Why Midnight in New California?

Why did I call my book Midnight in New California? My first answer is that I don’t remember. I thought of the title in November 2016 before I began writing the book, and never seriously reconsidered.

The “New California” part is obvious. The book takes place in 2032 in San Francisco, ten years after California secedes from the U.S. and calls itself “New California.”

But why midnight?

Midnight. The end of a day, or an era. Or a transition. An ending, before the dawn of something new. America’s last fling with democracy.

Midnight. The time when people aren’t their daytime selves. Maybe they’re asleep, vulnerable, and dreaming. Or maybe they’re drunk and dancing to 2000’s hip hop* and making out with a woman who is not their spouse.
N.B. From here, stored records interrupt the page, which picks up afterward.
use anyhow::{Result, anyhow};
use linkgrab_common::{AnchorLookup, GrabError, SessionCookie};
use linkgrab_config::BrowserConfig;
use linkgrab_drivers::grab_browser::driver::GrabDriver;
use url::Url;

/// Loads pages and reports whether the trigger anchor showed up.
#[async_trait::async_trait]
pub trait PageNavigator: Send {
    /// Load `url`, then wait (bounded) for the trigger anchor.
    async fn open(&mut self, url: &str) -> AnchorLookup;

    /// Cookies currently held by the browser session.
    async fn cookies(&mut self) -> Result<Vec<SessionCookie>>;

    /// End the browser session. Later calls are no-ops.
    async fn close(&mut self) -> Result<()>;
}

/// Concrete navigator backed by the fantoccini-based driver.
pub struct FantocciniNavigator {
    driver: Option<GrabDriver>,
}

impl FantocciniNavigator {
    /// Start the browser session. Failure here is fatal for the batch.
    pub async fn launch(config: &BrowserConfig) -> linkgrab_common::Result<Self> {
        let driver = GrabDriver::new(config).await.map_err(GrabError::Driver)?;
        Ok(Self {
            driver: Some(driver),
        })
    }
}

#[async_trait::async_trait]
impl PageNavigator for FantocciniNavigator {
    async fn open(&mut self, url: &str) -> AnchorLookup {
        let Some(driver) = self.driver.as_ref() else {
            return AnchorLookup::NavigationFailed {
                cause: "browser session already closed".to_string(),
            };
        };
        if let Err(cause) = check_page_url(url) {
            return AnchorLookup::NavigationFailed { cause };
        }
        match driver.goto(url).await {
            Ok(page) => page.find_trigger_anchor().await,
            Err(e) => AnchorLookup::NavigationFailed {
                cause: format!("{e:#}"),
            },
        }
    }

    async fn cookies(&mut self) -> Result<Vec<SessionCookie>> {
        match self.driver.as_ref() {
            Some(driver) => driver.cookies().await,
            None => Err(anyhow!("browser session already closed")),
        }
    }

    async fn close(&mut self) -> Result<()> {
        match self.driver.take() {
            Some(driver) => driver.close().await,
            None => Ok(()),
        }
    }
}

/// WebDriver resolves scheme-less input against the page already loaded, so
/// anything that is not an absolute URL is refused before navigating.
fn check_page_url(url: &str) -> std::result::Result<(), String> {
    Url::parse(url)
        .map(|_| ())
        .map_err(|e| format!("invalid page URL {url:?}: {e}"))
}
use std::path::{Path, PathBuf};
use std::time::{SystemTime, UNIX_EPOCH};
use uuid::Uuid;
use chrono::{DateTime, Utc};
use serde::Serialize;
use crate::Result;

pub fn generate_session_id() -> String {
    Uuid::new_v4().to_string()
}

pub fn current_timestamp() -> u64 {
    SystemTime::now()
        .duration_since(UNIX_EPOCH)
        .unwrap_or_default()
        .as_secs()
}

pub fn format_timestamp(timestamp: u64) -> String {
    let dt = DateTime::from_timestamp(timestamp as i64, 0)
        .unwrap_or_else(|| Utc::now());
    dt.format("%Y-%m-%d %H:%M:%S UTC").to_string()
}

/// Writes `value` as pretty JSON to `<dir>/<prefix>_<session_id>.json`.
pub fn save_json<T: Serialize>(dir: &Path, prefix: &str, session_id: &str, value: &T) -> Result<PathBuf> {
    std::fs::create_dir_all(dir)?;
    let path = dir.join(format!("{}_{}.json", prefix, session_id));
    let json_output = serde_json::to_string_pretty(value)?;
    std::fs::write(&path, json_output)?;
    Ok(path)
}
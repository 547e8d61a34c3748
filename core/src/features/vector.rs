use serde::{Deserialize, Serialize};
use std::collections::{HashMap, HashSet};
use std::path::Path;
use super::accumulator::FlowStatistics;
use crate::{Result, SentinelError};

pub const MAX_PACKET_LENGTH: &str = "Max Packet Length";
pub const PACKET_LENGTH_VARIANCE: &str = "Packet Length Variance";
pub const AVERAGE_PACKET_SIZE: &str = "Average Packet Size";
pub const SUBFLOW_FWD_BYTES: &str = "Subflow Fwd Bytes";
pub const TOTAL_LENGTH_FWD_PACKETS: &str = "Total Length of Fwd Packets";
pub const DESTINATION_PORT: &str = "Destination Port";

/// Ordered feature names the model was trained on.
#[derive(Debug, Clone, PartialEq, Serialize, Deserialize)]
#[serde(transparent)]
pub struct FeatureSchema {
    names: Vec<String>,
}

impl FeatureSchema {
    pub fn new(names: Vec<String>) -> Result<Self> {
        if names.is_empty() {
            return Err(SentinelError::ArtifactLoad("Feature schema is empty".to_string()));
        }
        let mut seen = HashSet::new();
        for name in &names {
            if !seen.insert(name.as_str()) {
                return Err(SentinelError::ArtifactLoad(format!(
                    "Feature schema lists '{}' more than once",
                    name
                )));
            }
        }
        Ok(Self { names })
    }

    /// Reads a JSON array of feature names.
    pub fn from_file(path: &Path) -> Result<Self> {
        let content = std::fs::read_to_string(path).map_err(|e| {
            SentinelError::ArtifactLoad(format!("Cannot read feature schema {}: {}", path.display(), e))
        })?;
        let names: Vec<String> = serde_json::from_str(&content).map_err(|e| {
            SentinelError::ArtifactLoad(format!("Malformed feature schema {}: {}", path.display(), e))
        })?;
        Self::new(names)
    }

    pub fn names(&self) -> &[String] {
        &self.names
    }

    pub fn len(&self) -> usize {
        self.names.len()
    }

    pub fn is_empty(&self) -> bool {
        self.names.is_empty()
    }

    pub fn contains(&self, name: &str) -> bool {
        self.names.iter().any(|n| n == name)
    }
}

/// Value of a schema feature derivable from whole-window statistics.
///
/// Only forward-direction aggregates are instrumented; every other feature
/// (backward direction, header lengths, timing) has no derivation here.
fn derive(name: &str, stats: &FlowStatistics) -> Option<f64> {
    match name {
        MAX_PACKET_LENGTH => Some(stats.max_length()),
        PACKET_LENGTH_VARIANCE => Some(stats.variance()),
        AVERAGE_PACKET_SIZE => Some(stats.mean_length()),
        SUBFLOW_FWD_BYTES | TOTAL_LENGTH_FWD_PACKETS => Some(stats.sum_length()),
        DESTINATION_PORT => stats.first_transport().map(|t| t.destination_port as f64),
        _ => None,
    }
}

fn or_zero(value: f64) -> f64 {
    if value.is_nan() {
        0.0
    } else {
        value
    }
}

#[derive(Debug, Clone, PartialEq, Serialize, Deserialize)]
pub struct NamedFeature {
    pub name: String,
    pub value: f64,
}

/// One model input row, aligned 1:1 with a [`FeatureSchema`].
#[derive(Debug, Clone, PartialEq, Serialize, Deserialize)]
#[serde(transparent)]
pub struct FeatureVector {
    values: Vec<f64>,
}

impl FeatureVector {
    pub fn build(schema: &FeatureSchema, stats: &FlowStatistics) -> Self {
        let values = schema
            .names()
            .iter()
            .map(|name| or_zero(derive(name, stats).unwrap_or(0.0)))
            .collect();
        Self { values }
    }

    /// Builds a vector from a recorded feature set. Missing or null entries become 0.0.
    pub fn from_record(schema: &FeatureSchema, record: &HashMap<String, Option<f64>>) -> Self {
        for name in record.keys() {
            if !schema.contains(name) {
                log::warn!("Ignoring feature '{}' which the schema does not list", name);
            }
        }
        let values = schema
            .names()
            .iter()
            .map(|name| or_zero(record.get(name).copied().flatten().unwrap_or(0.0)))
            .collect();
        Self { values }
    }

    pub fn values(&self) -> &[f64] {
        &self.values
    }

    pub fn len(&self) -> usize {
        self.values.len()
    }

    pub fn is_empty(&self) -> bool {
        self.values.is_empty()
    }

    pub fn get(&self, schema: &FeatureSchema, name: &str) -> Option<f64> {
        schema
            .names()
            .iter()
            .position(|n| n == name)
            .and_then(|i| self.values.get(i).copied())
    }

    pub fn named(&self, schema: &FeatureSchema) -> Vec<NamedFeature> {
        schema
            .names()
            .iter()
            .zip(&self.values)
            .map(|(name, &value)| NamedFeature {
                name: name.clone(),
                value,
            })
            .collect()
    }
}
Or maybe they’re drinking by themselves on the rooftop deck of their multi-million dollar Victorian house in San Francisco wondering if the government drones are spying on them.
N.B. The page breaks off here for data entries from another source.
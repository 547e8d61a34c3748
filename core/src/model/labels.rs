use std::path::Path;
use super::RawLabel;
use crate::{Result, SentinelError};

pub const BENIGN_LABEL: &str = "BENIGN";
pub const MALICIOUS_LABEL: &str = "MALICIOUS";

/// Maps raw model output to a class name.
pub trait LabelDecoder: Send + Sync {
    fn decode(&self, raw: RawLabel) -> Result<String>;

    /// Raw labels `0..class_count()` decode successfully.
    fn class_count(&self) -> usize;

    /// True for the built-in two-class mapping used when no encoder artifact exists.
    fn is_binary(&self) -> bool {
        false
    }
}

/// Class names indexed by raw label, as saved from the fitted encoder.
#[derive(Debug, Clone, PartialEq)]
pub struct LabelEncoder {
    classes: Vec<String>,
}

impl LabelEncoder {
    pub fn new(classes: Vec<String>) -> Result<Self> {
        if classes.is_empty() {
            return Err(SentinelError::ArtifactLoad("Label encoder has no classes".to_string()));
        }
        Ok(Self { classes })
    }

    pub fn from_file(path: &Path) -> Result<Self> {
        let content = std::fs::read_to_string(path).map_err(|e| {
            SentinelError::ArtifactLoad(format!("Cannot read label encoder {}: {}", path.display(), e))
        })?;
        let classes: Vec<String> = serde_json::from_str(&content).map_err(|e| {
            SentinelError::ArtifactLoad(format!("Malformed label encoder {}: {}", path.display(), e))
        })?;
        Self::new(classes)
    }

    pub fn classes(&self) -> &[String] {
        &self.classes
    }
}

impl LabelDecoder for LabelEncoder {
    fn decode(&self, raw: RawLabel) -> Result<String> {
        self.classes
            .get(raw as usize)
            .cloned()
            .ok_or_else(|| SentinelError::Prediction(format!(
                "Label {} is outside the encoder's {} classes",
                raw,
                self.classes.len()
            )))
    }

    fn class_count(&self) -> usize {
        self.classes.len()
    }
}

#[derive(Debug, Default, Clone, Copy)]
pub struct BinaryLabels;

impl LabelDecoder for BinaryLabels {
    fn decode(&self, raw: RawLabel) -> Result<String> {
        match raw {
            0 => Ok(BENIGN_LABEL.to_string()),
            1 => Ok(MALICIOUS_LABEL.to_string()),
            other => Err(SentinelError::Prediction(format!("Binary model produced label {}", other))),
        }
    }

    fn class_count(&self) -> usize {
        2
    }

    fn is_binary(&self) -> bool {
        true
    }
}
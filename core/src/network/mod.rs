pub mod packet_capture;

pub use packet_capture::{
    CaptureBackend, CaptureHandle, CaptureSession, CapturedPackets, PacketObservation, PnetBackend,
    StopReason, TransportFields,
};
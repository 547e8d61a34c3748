pub mod network;
pub mod features;
pub mod model;
pub mod verdict;
pub mod pipeline;
pub mod config;
pub mod error;
pub mod utils;

pub use error::{FailureKind, SentinelError, Result};
pub use config::Config;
Primarily, I was thinking of that version.

There is also the thing in Cinderella involving midnight. I don’t recall the whole story, but there was something about an attractive young woman who transcends class barriers in a society in which that’s difficult to do, but at midnight, everyone’s going to figure it all out if she doesn’t get home. When she wears a gown and rides in a special chariot, no one knows she’s not one of them. I don’t remember the story and didn’t bother to google it (so I certainly won’t bother now), but totally thought of it when conceiving of the main character’s love interest, “Ashley.”
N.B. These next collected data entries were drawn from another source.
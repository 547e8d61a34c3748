//! ONNX Runtime classifier.
//!
//! Expects a scikit-learn classifier exported with skl2onnx and
//! `options={"zipmap": False}`: one float input of shape `[N, n_features]`,
//! an int64 label output and a float `[N, n_classes]` probability output.
//! Training labels are the label encoder's indices, so raw labels run `0..n_classes`.

use ndarray::Array2;
use ort::session::{builder::GraphOptimizationLevel, Session};
use ort::value::Value;
use parking_lot::Mutex;
use std::path::Path;
use super::{Classifier, RawLabel};
use crate::{Result, SentinelError};

const LABEL_OUTPUT: &str = "output_label";
const PROBABILITY_OUTPUT: &str = "output_probability";

pub struct OnnxModel {
    session: Mutex<Session>,
    label_output: String,
    probability_output: String,
    n_features: usize,
    classes: Vec<RawLabel>,
}

/// Picks the label and probability outputs, by skl2onnx name when present,
/// otherwise by position.
fn select_outputs(names: &[String]) -> std::result::Result<(String, String), String> {
    let by_name = |wanted: &str| names.iter().find(|n| n.as_str() == wanted).cloned();
    match (by_name(LABEL_OUTPUT), by_name(PROBABILITY_OUTPUT)) {
        (Some(label), Some(proba)) => Ok((label, proba)),
        _ if names.len() >= 2 => Ok((names[0].clone(), names[1].clone())),
        _ => Err(format!(
            "model exposes {} output(s), a label and a probability output are required",
            names.len()
        )),
    }
}

impl OnnxModel {
    /// Loads the model and runs one all-zero row through it, so a width
    /// mismatch or an unsupported output layout fails here rather than mid-scan.
    pub fn from_file(path: &Path, n_features: usize) -> Result<Self> {
        log::info!("Loading ONNX model from: {}", path.display());

        if !path.exists() {
            return Err(SentinelError::ArtifactLoad(format!("Model not found: {}", path.display())));
        }

        let session = Session::builder()
            .map_err(|e| SentinelError::ArtifactLoad(format!("Failed to create session builder: {}", e)))?
            .with_optimization_level(GraphOptimizationLevel::Level3)
            .map_err(|e| SentinelError::ArtifactLoad(format!("Failed to set optimization: {}", e)))?
            .commit_from_file(path)
            .map_err(|e| SentinelError::ArtifactLoad(format!("Failed to load model {}: {}", path.display(), e)))?;

        let names: Vec<String> = session.outputs.iter().map(|o| o.name.clone()).collect();
        let (label_output, probability_output) =
            select_outputs(&names).map_err(SentinelError::ArtifactLoad)?;

        let mut model = Self {
            session: Mutex::new(session),
            label_output,
            probability_output,
            n_features,
            classes: Vec::new(),
        };

        let (_, proba) = model.infer(&vec![0.0; n_features]).map_err(|e| {
            SentinelError::ArtifactLoad(format!(
                "Model rejected a {}-feature row ({}); was it exported with zipmap disabled?",
                n_features, e
            ))
        })?;
        if proba.is_empty() {
            return Err(SentinelError::ArtifactLoad("Model reports no classes".to_string()));
        }
        model.classes = (0..proba.len() as RawLabel).collect();

        log::info!(
            "ONNX model loaded successfully: {} features, {} classes",
            n_features,
            model.classes.len()
        );
        Ok(model)
    }

    fn infer(&self, features: &[f64]) -> std::result::Result<(i64, Vec<f64>), String> {
        let row: Vec<f32> = features.iter().map(|&v| v as f32).collect();
        let input_array = Array2::<f32>::from_shape_vec((1, row.len()), row)
            .map_err(|e| format!("Array error: {}", e))?;
        let input_tensor = Value::from_array(input_array).map_err(|e| format!("Tensor error: {}", e))?;

        let mut session = self.session.lock();
        let outputs = session
            .run(ort::inputs![input_tensor])
            .map_err(|e| format!("Inference failed: {}", e))?;

        let label = outputs
            .get(&self.label_output)
            .ok_or_else(|| format!("No output named {}", self.label_output))?
            .try_extract_tensor::<i64>()
            .map_err(|e| format!("Label extract error: {}", e))?
            .1
            .first()
            .copied()
            .ok_or_else(|| "Empty label output".to_string())?;

        let proba = outputs
            .get(&self.probability_output)
            .ok_or_else(|| format!("No output named {}", self.probability_output))?
            .try_extract_tensor::<f32>()
            .map_err(|e| format!("Probability extract error: {}", e))?
            .1
            .iter()
            .map(|&p| p as f64)
            .collect();

        Ok((label, proba))
    }
}

impl Classifier for OnnxModel {
    fn n_features(&self) -> usize {
        self.n_features
    }

    fn classes(&self) -> &[RawLabel] {
        &self.classes
    }

    fn predict(&self, features: &[f64]) -> Result<RawLabel> {
        self.predict_with_proba(features).map(|(label, _)| label)
    }

    fn predict_proba(&self, features: &[f64]) -> Result<Option<Vec<f64>>> {
        self.predict_with_proba(features).map(|(_, proba)| proba)
    }

    fn predict_with_proba(&self, features: &[f64]) -> Result<(RawLabel, Option<Vec<f64>>)> {
        let (label, proba) = self.infer(features).map_err(SentinelError::Prediction)?;
        let label = RawLabel::try_from(label)
            .map_err(|_| SentinelError::Prediction(format!("Model produced label {}", label)))?;
        Ok((label, Some(proba)))
    }
}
While conceiving of the story itself, Caravan Palace’s robot album (see “the story behind the story”) became the soundtrack. The songs “Midnight,” and “Wonderland” the dance between the utopian/dystopian world I was creating. Is New California really the wonderland utopia it’s sold as or is Cora just drunk? Well, the book is called Midnight in New California.

I wondered if using the word was cheesy, or made it seem more dystopian than I intended. Ultimately, I wanted to show the main character’s secret dreamy world, the ambitious hope of her love interest, and to make a point about the danger of taking freedom and democracy for granted.

*My editor (yes Amazon reviewers, I did hire an editor for my book!) removed the quote from “Back That Azz Up” that originally ended chapter three.